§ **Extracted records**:
——————————

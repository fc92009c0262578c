//! Workspace service resource
//!
//! The Workspace (virtual desktop) service is a per-project singleton under
//! `/v2/{project_id}/workspaces`. Once closed, the API keeps answering GET
//! with `status: "CLOSED"`; that status means the service does not exist.

use crate::cloud::CloudClient;
use crate::error::{Error, Result};
use crate::pipeline::{FieldRule, Row, RowMapper};
use serde::{Deserialize, Serialize};
use serde_json::{json, Map, Value};
use std::time::Duration;

pub const SERVICE: &str = "workspace";

/// Tombstone status of a closed service
pub const STATUS_CLOSED: &str = "CLOSED";
pub const STATUS_SUBSCRIBED: &str = "SUBSCRIBED";

const FAILED_STATUSES: &[&str] = &["SUBSCRIPTION_FAILED", "DEREGISTRATION_FAILED"];

pub const AUTH_LITE_AS: &str = "LITE_AS";
pub const AUTH_LOCAL_AD: &str = "LOCAL_AD";

const SECURITY_GROUP_FIELDS: &[FieldRule] = &[
    FieldRule::string("id", "id"),
    FieldRule::string("name", "name"),
];

const AD_DOMAIN_FIELDS: &[FieldRule] = &[
    FieldRule::string("name", "domain_name"),
    FieldRule::string("admin_account", "domain_admin_account"),
    FieldRule::string("active_domain_ip", "active_domain_ip"),
    FieldRule::string("active_domain_name", "active_domain_name"),
    FieldRule::string("active_dns_ip", "active_dns_ip"),
    FieldRule::string("standby_domain_ip", "standby_domain_ip"),
    FieldRule::string("standby_domain_name", "standby_domain_name"),
    FieldRule::string("standby_dns_ip", "standby_dns_ip"),
];

const SERVICE_FIELDS: &[FieldRule] = &[
    FieldRule::string("id", "id"),
    FieldRule::string("auth_type", "ad_domains.domain_type"),
    FieldRule::block("ad_domain", "ad_domains", AD_DOMAIN_FIELDS),
    FieldRule::string("access_mode", "access_mode"),
    FieldRule::string("vpc_id", "vpc_id"),
    FieldRule::pluck("network_ids", "subnet_ids", "subnet_id"),
    FieldRule::string("enterprise_id", "enterprise_id"),
    FieldRule::string("management_subnet_cidr", "management_subnet_cidr"),
    FieldRule::block(
        "infrastructure_security_group",
        "infrastructure_security_group",
        SECURITY_GROUP_FIELDS,
    ),
    FieldRule::block("desktop_security_group", "desktop_security_group", SECURITY_GROUP_FIELDS),
    FieldRule::integer("internet_access_port", "internet_access_port"),
    FieldRule::string("internet_access_address", "internet_access_address"),
    FieldRule::string("status", "status"),
];

pub const SERVICE_MAPPER: RowMapper = RowMapper::new(SERVICE_FIELDS);

fn default_auth_type() -> String {
    AUTH_LITE_AS.to_string()
}

/// Active Directory settings for `LOCAL_AD` services
#[derive(Debug, Clone, PartialEq, Eq, Serialize, Deserialize)]
pub struct AdDomain {
    pub name: String,
    pub admin_account: String,
    /// Write-only; the API never returns it
    pub password: String,
    pub active_domain_ip: String,
    #[serde(default)]
    pub active_domain_name: Option<String>,
    #[serde(default)]
    pub active_dns_ip: Option<String>,
}

/// Desired configuration of the service
#[derive(Debug, Clone, PartialEq, Eq, Serialize, Deserialize)]
pub struct ServiceConfig {
    #[serde(default = "default_auth_type")]
    pub auth_type: String,
    pub access_mode: String,
    pub vpc_id: String,
    pub network_ids: Vec<String>,
    #[serde(default)]
    pub ad_domain: Option<AdDomain>,
    #[serde(default)]
    pub internet_access_port: Option<u16>,
    #[serde(default)]
    pub enterprise_id: Option<String>,
}

impl ServiceConfig {
    fn ad_domains_body(&self) -> Value {
        match &self.ad_domain {
            Some(ad) if self.auth_type == AUTH_LOCAL_AD => {
                let mut body = json!({
                    "domain_type": AUTH_LOCAL_AD,
                    "domain_name": ad.name,
                    "domain_admin_account": ad.admin_account,
                    "domain_password": ad.password,
                    "active_domain_ip": ad.active_domain_ip,
                });
                if let Some(name) = &ad.active_domain_name {
                    body["active_domain_name"] = json!(name);
                }
                if let Some(ip) = &ad.active_dns_ip {
                    body["active_dns_ip"] = json!(ip);
                }
                body
            }
            _ => json!({ "domain_type": self.auth_type }),
        }
    }

    fn subnet_ids_body(&self) -> Value {
        Value::Array(
            self.network_ids
                .iter()
                .map(|id| json!({ "subnet_id": id }))
                .collect(),
        )
    }

    /// Body of the open (POST) request
    pub fn open_body(&self) -> Value {
        let mut body = json!({
            "ad_domains": self.ad_domains_body(),
            "vpc_id": self.vpc_id,
            "subnet_ids": self.subnet_ids_body(),
            "access_mode": self.access_mode,
        });
        if let Some(enterprise_id) = &self.enterprise_id {
            body["enterprise_id"] = json!(enterprise_id);
        }
        body
    }

    /// Row the service is expected to flatten to once `self` is applied.
    /// Computed attributes are absent.
    pub fn desired_row(&self) -> Row {
        let mut row = Row::new();
        row.insert("auth_type".into(), json!(self.auth_type));
        row.insert("access_mode".into(), json!(self.access_mode));
        row.insert("vpc_id".into(), json!(self.vpc_id));
        row.insert("network_ids".into(), json!(self.network_ids));
        if let Some(port) = self.internet_access_port {
            row.insert("internet_access_port".into(), json!(port));
        }
        if let Some(enterprise_id) = &self.enterprise_id {
            row.insert("enterprise_id".into(), json!(enterprise_id));
        }
        if let (AUTH_LOCAL_AD, Some(ad)) = (self.auth_type.as_str(), &self.ad_domain) {
            let mut domain = json!({
                "name": ad.name,
                "admin_account": ad.admin_account,
                "password": ad.password,
                "active_domain_ip": ad.active_domain_ip,
            });
            if let Some(name) = &ad.active_domain_name {
                domain["active_domain_name"] = json!(name);
            }
            if let Some(ip) = &ad.active_dns_ip {
                domain["active_dns_ip"] = json!(ip);
            }
            row.insert("ad_domain".into(), json!([domain]));
        }
        row
    }

    /// Body of the update (PUT) request against the observed row, `None` when nothing changed
    pub fn update_body(&self, current: &Row) -> Option<Value> {
        let mut body = Map::new();

        let current_networks: Vec<&str> = current
            .get("network_ids")
            .and_then(Value::as_array)
            .map(|ids| ids.iter().filter_map(Value::as_str).collect())
            .unwrap_or_default();
        if current_networks != self.network_ids.iter().map(String::as_str).collect::<Vec<_>>() {
            body.insert("subnet_ids".into(), self.subnet_ids_body());
        }

        if let Some(port) = self.internet_access_port {
            if current.get("internet_access_port").and_then(Value::as_u64) != Some(u64::from(port)) {
                body.insert("internet_access_port".into(), json!(port));
            }
        }

        if let Some(enterprise_id) = &self.enterprise_id {
            if current.get("enterprise_id").and_then(Value::as_str) != Some(enterprise_id.as_str()) {
                body.insert("enterprise_id".into(), json!(enterprise_id));
            }
        }

        if current.get("access_mode").and_then(Value::as_str) != Some(self.access_mode.as_str()) {
            body.insert("access_mode".into(), json!(self.access_mode));
        }

        if self.auth_type == AUTH_LOCAL_AD && ad_domain_changed(self.ad_domain.as_ref(), current) {
            body.insert("ad_domains".into(), self.ad_domains_body());
        }

        (!body.is_empty()).then_some(Value::Object(body))
    }
}

fn ad_domain_changed(desired: Option<&AdDomain>, current: &Row) -> bool {
    let Some(desired) = desired else {
        return false;
    };
    let observed = current
        .get("ad_domain")
        .and_then(|v| v.get(0))
        .cloned()
        .unwrap_or(Value::Null);
    let field = |key: &str| observed.get(key).and_then(Value::as_str).unwrap_or("").to_string();

    field("name") != desired.name
        || field("admin_account") != desired.admin_account
        || field("active_domain_ip") != desired.active_domain_ip
        || desired
            .active_domain_name
            .as_ref()
            .is_some_and(|n| field("active_domain_name") != *n)
        || desired
            .active_dns_ip
            .as_ref()
            .is_some_and(|ip| field("active_dns_ip") != *ip)
}

/// Polling settings while the service changes state
#[derive(Debug, Clone, Copy)]
pub struct WaitSettings {
    pub interval: Duration,
    pub attempts: usize,
}

impl Default for WaitSettings {
    fn default() -> Self {
        Self {
            interval: Duration::from_secs(10),
            attempts: 180,
        }
    }
}

fn service_path(client: &CloudClient) -> Result<String> {
    Ok(format!("/v2/{}/workspaces", client.require_project()?))
}

/// Status of a raw service record
pub fn service_status(record: &Value) -> &str {
    record.get("status").and_then(Value::as_str).unwrap_or("")
}

/// Raw GET, tombstoned services included
pub async fn get_service(client: &CloudClient) -> Result<Value> {
    client.get(SERVICE, &service_path(client)?, &[]).await
}

/// Apply the tombstone convention: a closed service is `Error::NotFound`
pub fn existing_service(record: Value) -> Result<Value> {
    if service_status(&record) == STATUS_CLOSED {
        return Err(Error::NotFound(format!("workspace service is {}", STATUS_CLOSED)));
    }
    Ok(record)
}

/// GET with the tombstone applied
pub async fn read_service(client: &CloudClient) -> Result<Value> {
    existing_service(get_service(client).await?)
}

/// Flatten a service record
pub fn service_row(record: &Value) -> Result<Row> {
    SERVICE_MAPPER.map_record(record)
}

/// Put write-only settings the API never returns back into an observed row
pub fn with_write_only(mut row: Row, config: &ServiceConfig) -> Row {
    let Some(ad) = &config.ad_domain else {
        return row;
    };
    if let Some(Value::Object(domain)) = row
        .get_mut("ad_domain")
        .and_then(Value::as_array_mut)
        .and_then(|blocks| blocks.first_mut())
    {
        domain.insert("password".into(), json!(ad.password));
    }
    row
}

/// Open the service. Returns the job ID when the API reports one.
pub async fn open_service(client: &CloudClient, config: &ServiceConfig) -> Result<Option<String>> {
    tracing::info!("Opening workspace service in VPC {}", config.vpc_id);
    let response = client
        .post(SERVICE, &service_path(client)?, Some(&config.open_body()))
        .await?;
    Ok(job_id(&response))
}

/// Apply the changed fields of `config`. Returns false when nothing changed.
pub async fn update_service(
    client: &CloudClient,
    current: &Row,
    config: &ServiceConfig,
) -> Result<bool> {
    let Some(body) = config.update_body(current) else {
        tracing::debug!("Workspace service already matches configuration");
        return Ok(false);
    };
    tracing::info!(
        "Updating workspace service: {:?}",
        body.as_object().map(|b| b.keys().collect::<Vec<_>>())
    );
    client.put(SERVICE, &service_path(client)?, &body).await?;
    Ok(true)
}

/// Close (deregister) the service
pub async fn close_service(client: &CloudClient) -> Result<Option<String>> {
    tracing::info!("Closing workspace service in project {}", client.project_id);
    let response = client.delete(SERVICE, &service_path(client)?).await?;
    Ok(job_id(&response))
}

fn job_id(response: &Value) -> Option<String> {
    response
        .get("job_id")
        .and_then(Value::as_str)
        .map(str::to_string)
}

/// Poll until the service reaches `target`. A closed service counts as
/// reached when `target` is `CLOSED`.
pub async fn wait_for_status(
    client: &CloudClient,
    target: &str,
    wait: WaitSettings,
) -> Result<Option<Value>> {
    poll_service(client, target, target, wait, |_| Ok(true)).await
}

/// Poll until the service is subscribed and no longer differs from `config`
pub async fn wait_for_config(
    client: &CloudClient,
    config: &ServiceConfig,
    wait: WaitSettings,
) -> Result<Value> {
    let settled = |record: &Value| -> Result<bool> {
        Ok(config.update_body(&service_row(record)?).is_none())
    };
    poll_service(client, STATUS_SUBSCRIBED, "configured", wait, settled)
        .await?
        .ok_or_else(|| Error::NotFound("workspace service".into()))
}

async fn poll_service<F>(
    client: &CloudClient,
    target: &str,
    goal: &str,
    wait: WaitSettings,
    mut settled: F,
) -> Result<Option<Value>>
where
    F: FnMut(&Value) -> Result<bool> + Send,
{
    for attempt in 1..=wait.attempts.max(1) {
        match read_service(client).await {
            Ok(record) => {
                let status = service_status(&record);
                if FAILED_STATUSES.contains(&status) {
                    return Err(Error::State(format!("workspace service status {}", status)));
                }
                if status == target && settled(&record)? {
                    return Ok(Some(record));
                }
                tracing::debug!(
                    "Workspace service is {} (attempt {}), waiting to be {}",
                    service_status(&record),
                    attempt,
                    goal
                );
            }
            Err(e) if e.is_not_found() && target == STATUS_CLOSED => return Ok(None),
            Err(e) => return Err(e),
        }
        tokio::time::sleep(wait.interval).await;
    }

    Err(Error::State(format!(
        "timed out waiting for workspace service to be {}",
        goal
    )))
}

/// Open or update the service until it matches `config`. Returns the
/// settled record.
pub async fn apply_service(
    client: &CloudClient,
    config: &ServiceConfig,
    wait: WaitSettings,
) -> Result<Value> {
    let record = match read_service(client).await {
        Ok(record) => record,
        Err(e) if e.is_not_found() => {
            if let Some(job) = open_service(client, config).await? {
                tracing::debug!("Open job {}", job);
            }
            wait_for_status(client, STATUS_SUBSCRIBED, wait)
                .await?
                .ok_or_else(|| Error::NotFound("workspace service".into()))?
        }
        Err(e) => return Err(e),
    };

    // The open request has no access port; it goes through an update.
    if update_service(client, &service_row(&record)?, config).await? {
        return wait_for_config(client, config, wait).await;
    }
    Ok(record)
}

/// Close the service and wait for the tombstone. Returns false when it was
/// already closed.
pub async fn destroy_service(client: &CloudClient, wait: WaitSettings) -> Result<bool> {
    match read_service(client).await {
        Ok(_) => {
            if let Some(job) = close_service(client).await? {
                tracing::debug!("Close job {}", job);
            }
            wait_for_status(client, STATUS_CLOSED, wait).await?;
            Ok(true)
        }
        Err(e) if e.is_not_found() => {
            tracing::info!("Workspace service already closed");
            Ok(false)
        }
        Err(e) => Err(e),
    }
}
use anyhow::{Context, Result};
use clap::{Parser, Subcommand, ValueEnum};
use hcso_provider::cloud::CloudClient;
use hcso_provider::config::Config;
use hcso_provider::error::format_api_error;
use hcso_provider::resource::workspace_service::{self, ServiceConfig, WaitSettings};
use hcso_provider::resource::{read_vpc_routes, read_vpc_subnets, RoutesQuery, SubnetsQuery};
use serde::Serialize;
use std::path::{Path, PathBuf};
use tracing::Level;
use tracing_subscriber::fmt::writer::MakeWriterExt;

/// Provider core for a sovereign-cloud tenant
#[derive(Parser, Debug)]
#[command(name = "hcso", version = hcso_provider::VERSION, about, long_about = None)]
struct Args {
    /// Region to use
    #[arg(short, long, global = true)]
    region: Option<String>,

    /// Project ID to use
    #[arg(short, long, global = true)]
    project_id: Option<String>,

    /// Log level for debugging
    #[arg(long, value_enum, default_value = "off", global = true)]
    log_level: LogLevel,

    /// Output format
    #[arg(short, long, value_enum, default_value = "json", global = true)]
    output: OutputFormat,

    #[command(subcommand)]
    command: Command,
}

#[derive(Subcommand, Debug)]
enum Command {
    /// Read the VPC routes data source
    Routes {
        #[arg(long = "type")]
        route_type: Option<String>,
        #[arg(long)]
        vpc_id: Option<String>,
        #[arg(long)]
        destination: Option<String>,
    },
    /// Read the VPC subnets data source
    Subnets {
        #[arg(long)]
        vpc_id: Option<String>,
        #[arg(long)]
        name: Option<String>,
        #[arg(long)]
        cidr: Option<String>,
        #[arg(long)]
        status: Option<String>,
    },
    /// Manage the Workspace service
    #[command(subcommand)]
    Workspace(WorkspaceCommand),
    /// Show or change the saved configuration
    #[command(subcommand)]
    Config(ConfigCommand),
}

#[derive(Subcommand, Debug)]
enum WorkspaceCommand {
    /// Show the service; fails when it is closed
    Show,
    /// Open the service, or update it to match the file
    Apply {
        /// YAML or JSON service configuration
        file: PathBuf,
    },
    /// Close the service
    Close,
}

#[derive(Subcommand, Debug)]
enum ConfigCommand {
    Show,
    SetRegion { region: String },
    SetProject { project_id: String },
}

#[derive(Debug, Clone, Copy, ValueEnum)]
enum OutputFormat {
    Json,
    Yaml,
}

#[derive(Debug, Clone, Copy, ValueEnum)]
enum LogLevel {
    Off,
    Error,
    Warn,
    Info,
    Debug,
    Trace,
}

impl LogLevel {
    fn to_tracing_level(self) -> Option<Level> {
        match self {
            LogLevel::Off => None,
            LogLevel::Error => Some(Level::ERROR),
            LogLevel::Warn => Some(Level::WARN),
            LogLevel::Info => Some(Level::INFO),
            LogLevel::Debug => Some(Level::DEBUG),
            LogLevel::Trace => Some(Level::TRACE),
        }
    }
}

fn setup_logging(level: LogLevel) -> Result<Option<tracing_appender::non_blocking::WorkerGuard>> {
    let Some(tracing_level) = level.to_tracing_level() else {
        return Ok(None);
    };

    let log_path = get_log_path();

    if let Some(parent) = log_path.parent() {
        let _ = std::fs::create_dir_all(parent);
    }

    let file = std::fs::OpenOptions::new()
        .create(true)
        .append(true)
        .open(&log_path)
        .with_context(|| format!("Failed to open log file {:?}", log_path))?;

    let (non_blocking, guard) = tracing_appender::non_blocking(file);

    tracing_subscriber::fmt()
        .with_max_level(tracing_level)
        .with_writer(non_blocking.with_max_level(tracing_level))
        .with_ansi(false)
        .with_target(true)
        .with_thread_ids(false)
        .with_file(true)
        .with_line_number(true)
        .init();

    tracing::info!("hcso started with log level: {:?}", level);
    tracing::info!("Log file: {:?}", log_path);

    Ok(Some(guard))
}

fn get_log_path() -> PathBuf {
    if let Some(config_dir) = dirs::config_dir() {
        return config_dir.join("hcso").join("hcso.log");
    }
    if let Some(home) = dirs::home_dir() {
        return home.join(".hcso").join("hcso.log");
    }
    PathBuf::from("hcso.log")
}

fn print<T: Serialize>(format: OutputFormat, value: &T) -> Result<()> {
    let text = match format {
        OutputFormat::Json => serde_json::to_string_pretty(value)?,
        OutputFormat::Yaml => serde_yaml::to_string(value)?,
    };
    println!("{}", text.trim_end());
    Ok(())
}

fn read_service_config(file: &Path) -> Result<ServiceConfig> {
    let content =
        std::fs::read_to_string(file).with_context(|| format!("Failed to read {:?}", file))?;
    serde_yaml::from_str(&content).with_context(|| format!("Invalid service configuration in {:?}", file))
}

#[tokio::main]
async fn main() -> Result<()> {
    let args = Args::parse();

    let _log_guard = setup_logging(args.log_level)?;

    let mut config = Config::load();

    if let Command::Config(command) = &args.command {
        return run_config(command, &mut config, args.output);
    }

    if args.region.is_some() {
        config.region = args.region.clone();
    }
    if args.project_id.is_some() {
        config.project_id = args.project_id.clone();
    }

    let client = CloudClient::new(&config).map_err(|e| anyhow::anyhow!(format_api_error(&e)))?;
    tracing::info!("Using region: {}, project: {}", client.region, client.project_id);

    if let Err(e) = run(&client, args.command, args.output).await {
        tracing::error!("Command failed: {}", e);
        eprintln!("Error: {}", format_api_error(&e));
        std::process::exit(1);
    }

    Ok(())
}

fn run_config(command: &ConfigCommand, config: &mut Config, output: OutputFormat) -> Result<()> {
    match command {
        ConfigCommand::Show => print(output, &config.redacted()),
        ConfigCommand::SetRegion { region } => config.set_region(region),
        ConfigCommand::SetProject { project_id } => config.set_project(project_id),
    }
}

async fn run(client: &CloudClient, command: Command, output: OutputFormat) -> hcso_provider::Result<()> {
    match command {
        Command::Routes {
            route_type,
            vpc_id,
            destination,
        } => {
            let query = RoutesQuery {
                region: None,
                route_type,
                vpc_id,
                destination,
            };
            let data = read_vpc_routes(client, &query).await?;
            emit(output, &data)
        }
        Command::Subnets {
            vpc_id,
            name,
            cidr,
            status,
        } => {
            let query = SubnetsQuery {
                region: None,
                vpc_id,
                name,
                cidr,
                status,
            };
            let data = read_vpc_subnets(client, &query).await?;
            emit(output, &data)
        }
        Command::Workspace(command) => run_workspace(client, command, output).await,
        Command::Config(_) => Ok(()),
    }
}

async fn run_workspace(
    client: &CloudClient,
    command: WorkspaceCommand,
    output: OutputFormat,
) -> hcso_provider::Result<()> {
    let wait = WaitSettings::default();
    match command {
        WorkspaceCommand::Show => {
            let record = workspace_service::read_service(client).await?;
            emit(output, &workspace_service::service_row(&record)?)
        }
        WorkspaceCommand::Apply { file } => {
            let config = read_service_config(&file)
                .map_err(|e| hcso_provider::Error::Config(format!("{:#}", e)))?;
            let record = workspace_service::apply_service(client, &config, wait).await?;
            emit(output, &workspace_service::service_row(&record)?)
        }
        WorkspaceCommand::Close => {
            workspace_service::destroy_service(client, wait).await?;
            Ok(())
        }
    }
}

fn emit<T: Serialize>(output: OutputFormat, value: &T) -> hcso_provider::Result<()> {
    print(output, value).map_err(|e| hcso_provider::Error::parse("output", e))
}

——————————

Scan the records for the word "ConfigCommand". Copy each line where it turns up.

§ **REPLY**:
    Config(ConfigCommand),
enum ConfigCommand {
fn run_config(command: &ConfigCommand, config: &mut Config, output: OutputFormat) -> Result<()> {
        ConfigCommand::Show => print(output, &config.redacted()),
        ConfigCommand::SetRegion { region } => config.set_region(region),
        ConfigCommand::SetProject { project_id } => config.set_project(project_id),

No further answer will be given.